[Record set]
====

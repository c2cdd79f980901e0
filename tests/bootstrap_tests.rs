mod common;

use axum::{
    body::{Body, to_bytes},
    http::{Request, StatusCode},
};
use common::{insert_user, temp_database_url, test_config, test_db};
use rolsa::app::{build_state, create_app, reset_database};
use tower::ServiceExt;

#[tokio::test]
async fn create_app_builds_schema_and_serves_greeting() {
    let (database_url, path) = temp_database_url("bootstrap-app");
    let cfg = test_config(&database_url);

    let app = create_app(&cfg).await.expect("app");
    let resp = app
        .oneshot(
            Request::builder()
                .uri("/")
                .body(Body::empty())
                .expect("failed to build request"),
        )
        .await
        .expect("request failed");
    assert_eq!(resp.status(), StatusCode::OK);
    let body = to_bytes(resp.into_body(), usize::MAX)
        .await
        .expect("failed to read response body");
    assert_eq!(&body[..], b"Welcome to Rolsa Technologies");

    let state = build_state(&cfg).await.expect("state");
    insert_user(&state.storage, "a@x.com").await;

    let _ = std::fs::remove_file(&path);
}

#[tokio::test]
async fn production_bootstrap_keeps_existing_rows() {
    let db = test_db("bootstrap-keep").await;
    insert_user(&db.storage, "a@x.com").await;

    let state = build_state(&test_config(&db.database_url))
        .await
        .expect("state");
    assert!(
        state
            .storage
            .get_user_by_email("a@x.com")
            .await
            .expect("query")
            .is_some()
    );
}

#[tokio::test]
async fn development_reset_wipes_all_rows() {
    let db = test_db("bootstrap-reset").await;
    let user = insert_user(&db.storage, "a@x.com").await;

    let storage = reset_database(&test_config(&db.database_url))
        .await
        .expect("reset");
    assert!(storage.get_user(user.id).await.expect("query").is_none());

    // The fresh schema accepts the same email again.
    insert_user(&storage, "a@x.com").await;
}

#[tokio::test]
async fn drop_all_then_queries_fail_until_recreated() {
    let db = test_db("bootstrap-drop").await;
    db.storage.drop_all().await.expect("drop");
    assert!(matches!(
        db.storage.get_user(1).await,
        Err(rolsa::RolsaError::Storage(_))
    ));
    db.storage.create_all().await.expect("create");
    db.storage.create_all().await.expect("create is idempotent");
    assert!(db.storage.get_user(1).await.expect("query").is_none());
}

====

[Work task]
Return a copy of every line in the records that includes the string "StatusCode".

[Answer box]
    http::{Request, StatusCode},
    assert_eq!(resp.status(), StatusCode::OK);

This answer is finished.